10. Do The Right Thing
Mangala | 25 July
As they drove back to the UN building, Skip at the wheel, Vic explained why they’d caught a break, how the whodunnit could be rolled up into Alain Boudin’s ongoing investigation of the ray-gun murders.
‘They were all drug-related. And Alain knows who did them. Cal McBride. He calls himself a businessman, but deals in meq. Runs a little gang of hooligans who trap biochines, extract the precursor from their blood, cook it, and sell the resulting product. We’ll show Dr Ngu’s report to Alain and point out that she concludes the cause of death is identical to his cases. And he’ll have to eat it. How about that? I’m beginning to think you aren’t such bad luck to have around after all.’

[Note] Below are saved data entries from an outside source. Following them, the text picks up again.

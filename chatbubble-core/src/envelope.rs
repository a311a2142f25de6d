use chrono::{DateTime, SecondsFormat, Utc};
use serde::{Deserialize, Serialize};

/// The JSON body posted to the webhook for every user message.
#[derive(Debug, Clone, PartialEq, Serialize, Deserialize)]
#[serde(rename_all = "camelCase")]
pub struct MessageEnvelope {
    pub message: String,
    pub session_id: String,
    /// ISO-8601 UTC with millisecond precision, e.g. `2024-05-01T12:00:00.000Z`
    pub timestamp: String,
    pub user_agent: String,
    pub page_url: String,
    #[serde(skip_serializing_if = "Option::is_none")]
    pub source: Option<String>,
}

impl MessageEnvelope {
    pub fn new(
        message: &str,
        session_id: &str,
        user_agent: &str,
        page_url: &str,
        source: Option<&str>,
    ) -> Self {
        Self::at(Utc::now(), message, session_id, user_agent, page_url, source)
    }

    pub fn at(
        now: DateTime<Utc>,
        message: &str,
        session_id: &str,
        user_agent: &str,
        page_url: &str,
        source: Option<&str>,
    ) -> Self {
        Self {
            message: message.to_string(),
            session_id: session_id.to_string(),
            timestamp: now.to_rfc3339_opts(SecondsFormat::Millis, true),
            user_agent: user_agent.to_string(),
            page_url: page_url.to_string(),
            source: source.map(str::to_string),
        }
    }
}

Skip didn’t look particularly grateful, saying, ‘So why isn’t this guy in prison? I mean, I guess he can’t be, if you think he did Redway.’
‘He was in prison, as a matter of fact, but not for the murders. Alain was putting the case together when McBride went down for something else. Some kind of sting run by drug enforcement. Alain and the prosecutor tried to get him to agree to add the murders to the other charges, time to be served concurrently, but McBride’s lawyer wouldn’t have any of it. McBride went to jail and the murder cases went cold. But if he can be put in the frame for this one, he’ll fall for all the rest, too.’